I don’t know whether to be happy or sad that the End Times failed to materialize yesterday.  For all those expectant souls counting on Harold Camping’s mulligan from 1994 to be right, you’re heart goes out to them.  It’s gotta be rough having to get refocused and all.  I mean, end of the world isn’t like spring cleaning, it does take some major preparation.  And he seemed so sure of his calculations this time, didn’t he?  Though, having blown the call before, you had to wonder why such an important message would be trusted to someone with such a poor track record.  But “the Bible promised,” he said, and folks did want to believe.  You gotta give `em that.

Sure, I hadn’t quite made it to my three score and ten, but I’d come close enough not to feel cheated if the Rapture had indeed filtered out the deserving from the not.  And based on all the evidence, it would seem I still had about five more months coming, though suffering would have consumed most of that.

But here we are, again, in the aftermath, wondering how literally to take Your musings as transcribed by Matty, Mark, Luke, and John.  I mean, you can make any kind of hash you want depending on how you choose from all that’s in there.  In fact, that’s the problem.  It’s open to interpretation, and we’re not good with that.  For heaven sakes, we can’t agree on tonight’s side dish for dinner.  How we gonna get together on the metaphysical stuff?

For instance, I read something in the May 23rd issue of New Yorker Magazine which made a lot of sense.  Take a simple phrase, something like: “a shimmering star, or a flickering lamp,” and repeat it, person to person, along a line.  By the time it reaches the 30th person you’ll get, “shivering style, flickering lamp.”  Which tells us plain enough, we humans are notoriously poor at passing along information.  And not because we don’t mean well; surely, we do.  But we just don’t process information very well.  And then, meaning well and all, we choose to pass along what we think we heard, rather than admit we didn’t quite hear right or understand the message in the first place.  So it’s not human error so much as human nature at the root of the problem.

Now ask Yourself, who created humans and our nature?  And when did the Bible get written?  Well, You can see where I’m going with this.  Listen, we can’t even find out the splits in a marathon from 20 miles down the road.  So any attempt at translating Your word over thousands of years must be considered iffy at best.

Which begs the question, what were You thinking depending on us to bear Your message in the first place?  If it was all that important, You ought to know better than trust us with it.   You created us.  And if it’s all true, You know,  about the All Knowing, All Loving, All Powerful thing, then You had to see this coming.  You’re the One who engineered all these design flaws, like Michelle Bachman’s American history and Donald Trump’s hair. What kind of messenger did You expect us to be?  Nobody to blame but Yourself.  Come on, now, ‘fess up.

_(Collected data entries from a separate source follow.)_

use std::fmt::Write;

use indexmap::IndexMap;

use crate::config::is_valid_name;

#[derive(Debug)]
pub enum HtmlNode {
    Element(HtmlElement),
    Text(String),
}

impl From<HtmlElement> for HtmlNode {
    fn from(value: HtmlElement) -> Self {
        Self::Element(value)
    }
}

impl From<&str> for HtmlNode {
    fn from(value: &str) -> Self {
        Self::Text(value.to_string())
    }
}

impl From<String> for HtmlNode {
    fn from(value: String) -> Self {
        Self::Text(value)
    }
}

#[derive(Debug)]
pub struct HtmlElement {
    pub tag_name: String,
    pub children: Vec<HtmlNode>,
    pub attrs: IndexMap<String, String>,
}

impl HtmlElement {
    pub fn new(tag: impl Into<String>) -> Self {
        Self {
            tag_name: tag.into(),
            children: Vec::new(),
            attrs: IndexMap::new(),
        }
    }

    /// Sets `name` to `value`, or removes it when `value` is `None`.
    pub fn attr<V>(mut self, name: impl Into<String>, value: impl Into<Option<V>>) -> Self
    where
        V: Into<String>,
    {
        let name = name.into();
        match value.into() {
            Some(value) => {
                *self.attrs.entry(name).or_default() = value.into();
            }
            None => {
                self.attrs.shift_remove(&name);
            }
        }

        self
    }

    /// Sets every attribute in `attrs`, except `class` and `id` which have dedicated setters.
    pub fn attrs<'a>(mut self, attrs: impl IntoIterator<Item = (&'a String, &'a String)>) -> Self {
        for (name, value) in attrs {
            if name == "class" || name == "id" {
                continue;
            }

            self = self.attr(name.as_str(), value.as_str());
        }

        self
    }

    pub fn child(mut self, child: impl Into<HtmlNode>) -> Self {
        self.children.push(child.into());
        self
    }

    pub fn children(mut self, children: impl IntoIterator<Item = HtmlElement>) -> Self {
        self.children
            .extend(children.into_iter().map(HtmlNode::Element));
        self
    }

    pub fn render_to_string(&self) -> Result<String, std::fmt::Error> {
        let mut html = String::new();
        self.write_to(&mut html)?;

        Ok(html)
    }

    fn write_to(&self, html: &mut String) -> std::fmt::Result {
        write!(html, "<{}", self.tag_name)?;

        for (name, value) in &self.attrs {
            // Configured attribute names are written verbatim, so anything that could break
            // out of the tag is dropped.
            if !is_valid_name(name) {
                continue;
            }

            write!(html, r#" {name}="{}""#, escape_html(value))?;
        }

        if is_void(self) {
            write!(html, " />")?;
            return Ok(());
        }

        write!(html, ">")?;

        for child in &self.children {
            match child {
                HtmlNode::Element(element) => element.write_to(html)?,
                HtmlNode::Text(text) => write!(html, "{}", escape_html(text))?,
            }
        }

        write!(html, "</{}>", self.tag_name)
    }
}

impl HtmlElement {
    pub fn id<V>(self, id: impl Into<Option<V>>) -> Self
    where
        V: Into<String>,
    {
        self.attr("id", id)
    }

    pub fn class<V>(self, class: impl Into<Option<V>>) -> Self
    where
        V: Into<String>,
    {
        self.attr("class", class)
    }

    pub fn href<V>(self, href: impl Into<Option<V>>) -> Self
    where
        V: Into<String>,
    {
        self.attr("href", href)
    }

    pub fn itemprop(self, itemprop: &str) -> Self {
        self.attr("itemprop", itemprop)
    }

    /// Marks the element as a schema.org item of the given type.
    pub fn itemscope(self, itemtype: &str) -> Self {
        self.attr("itemscope", "").attr("itemtype", itemtype)
    }
}

/// Escapes text for use in element content and quoted attribute values.
pub fn escape_html(content: &str) -> String {
    let mut escaped = String::with_capacity(content.len());

    for c in content.chars() {
        match c {
            '&' => escaped.push_str("&amp;"),
            '<' => escaped.push_str("&lt;"),
            '>' => escaped.push_str("&gt;"),
            '"' => escaped.push_str("&quot;"),
            '\'' => escaped.push_str("&#x27;"),
            c => escaped.push(c),
        }
    }

    escaped
}

fn is_void(element: &HtmlElement) -> bool {
    matches!(
        element.tag_name.as_str(),
        "area"
            | "base"
            | "br"
            | "col"
            | "embed"
            | "hr"
            | "img"
            | "input"
            | "link"
            | "meta"
            | "param"
            | "source"
            | "track"
            | "wbr"
    )
}

pub fn ol() -> HtmlElement {
    HtmlElement::new("ol")
}

pub fn li() -> HtmlElement {
    HtmlElement::new("li")
}

pub fn a() -> HtmlElement {
    HtmlElement::new("a")
}

pub fn span() -> HtmlElement {
    HtmlElement::new("span")
}

pub fn meta() -> HtmlElement {
    HtmlElement::new("meta")
}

I have always had a sneaking suspicion about Your methodology, anyway, beginning with the whole creation thing.  I mean, what was going on there?  First of all, You had no peers.  You’re hanging out doing what, exactly?  Probably bored out of your mind.  You’ve got nothing else better to do, so You roll up Your figurative sleeves and, boom!  “Let there be light!”  Are You kiddin’ me?!  Well, it had to be the greatest start in history, needless to say.  And, please, kudos all around.  Honest.  We absolutely loved it.

But like Kenyans running the marathon in the early days, I think You might have gone out a little too hard.  Because from all the evidence that followed, You seemed to have lost a little focus or enthusiasm shortly thereafter.  Call it creation debt, You know, like oxygen debt.  Heck, You didn’t get around to making us till day five.  So you buried the lead right there, as we say in the newspaper business. And what’s with babies waking up in the middle of the night while Mom and Dad are trying to sleep?  What’s that about?

See, that’s just lazy engineering.  Looks more and more like design error, far as I can tell. And You just don’t want to admit it.  And You can’t blame it on that nasty Garden of Eden business, either. That was all ex post facto.  This was no fit of pique.

I don’t know.  It’s all a little baffling, which I know is all part of the drill, too. But if I ever have a face-to-face with You, I might enquire about Your rep staff.  They haven’t been doing You a lot of favors over the millennia.  And this poorly called End Times is just the latest example.  Know what?  Maybe You need to get a little more hands-on for while.  Whataya think?  Well, anyway, thanks for listening, and all the best from down here. We know it can’t be easy up there, either.